Un fundamento clave para entender este fenómeno es el llamado efecto Pigmalión (o efecto expectativa). En la clásica investigación de Robert Rosenthal y Lenore Jacobson (años 60-70) se demostró cómo las expectativas de los docentes influyen decisivamente en el rendimiento de los alumnos. En su experimento, a los maestros se les informó erróneamente que ciertos estudiantes tenían un potencial intelectual superior. Esos alumnos, escogidos al azar, mostraron un progreso académico superior al resto a lo largo del curso. La explicación fue que las expectativas positivas cambiaron la manera de enseñar, corregir y motivar: mayor atención, retroalimentación más rica, más oportunidades para participar y más confianza transmitida. Inversamente, cuando a un docente se le comunica que un grupo es “problemático” o con “bajo rendimiento”, aunque objetivamente no lo fuera, ese grupo tiende a ajustarse a la expectativa negativa porque recibe menos estímulos, menos confianza y menos oportunidades. El experimento sigue vigente en la evidencia educativa y en la observación cotidiana: el docente y la familia pueden potenciar o limitar a un estudiante con sus expectativas y actitudes.

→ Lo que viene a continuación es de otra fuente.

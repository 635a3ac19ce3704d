use std::thread;
use std::time::Duration;

use tracing::{debug, warn};
#[cfg(feature = "native")]
use voice_sensor::NativeEngine;
use voice_sensor::{MemoryEngine, SpeechEngine, SpeechMeasure};

/// How often a waiting terminal host checks for finished speech.
const IDLE_POLL_INTERVAL: Duration = Duration::from_millis(50);

/// Engines the terminal host can wait on.
pub trait Playback: SpeechEngine {
    /// Let queued speech play out on its own.
    fn play_out(&mut self) {}

    /// Whether `is_completed` ever reports `true` for the latest utterance.
    fn tracks_completion(&self) -> bool {
        true
    }
}

impl Playback for MemoryEngine {
    fn play_out(&mut self) {
        self.finish_all();
    }
}

#[cfg(feature = "native")]
impl Playback for NativeEngine {
    fn tracks_completion(&self) -> bool {
        NativeEngine::tracks_completion(self)
    }
}

/// Block until the measure has no speech in flight.
///
/// When the engine cannot tell, the pending utterance is detached instead so
/// that releasing the measure does not cut it off.
pub fn wait_until_idle<E: Playback>(measure: &mut SpeechMeasure<E>) {
    if !measure.engine().tracks_completion() {
        warn!("Speech engine cannot report completion, not waiting");
        measure.detach_pending();
        return;
    }

    measure.engine_mut().play_out();
    while !measure.is_idle() {
        thread::sleep(IDLE_POLL_INTERVAL);
    }
    debug!("Speech finished");
}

Por ello, al inicio del año escolar es esencial un compromiso claro: eliminar rótulos negativos y reemplazarlos por descripciones observables y metas constructivas. En lugar de decir “no pone interés”, podemos describir “se distrae con facilidad en clase; intentemos estrategias para enfocarlo”. En vez de “es flojo”, plantear “necesita apoyo para la organización del trabajo”. Así se abre la puerta a intervenciones concretas y respetuosas que favorecen la autoestima y el aprendizaje.

La educación debe priorizar el respeto, el amor, la autoestima y la convivencia. Estos valores guían prácticas pedagógicas que consideran al estudiante en su dimensión emocional, social y cognitiva. La tríada familia–alumno–escuela debe articularse: la familia aporta conocimiento del niño, la escuela ofrece contexto formativo y el alumno se beneficia cuando ambos comparten expectativas altas y realistas. Cuando un niño fracasa, no es solo un asunto individual: es una señal de que la comunicación, los métodos, los recursos o las expectativas necesitan ajuste. Un enfoque colaborativo busca soluciones compartidas, con responsabilidad y creatividad, no culpables.

Empezar el año escolar con la intención de dejar el pasado de etiquetas detrás es sembrar una cultura de posibilidades. Con expectativas positivas, lenguaje cuidadoso y alianzas reales entre familia y escuela, abrimos caminos para que cada niño descubra y desarrolle su potencial.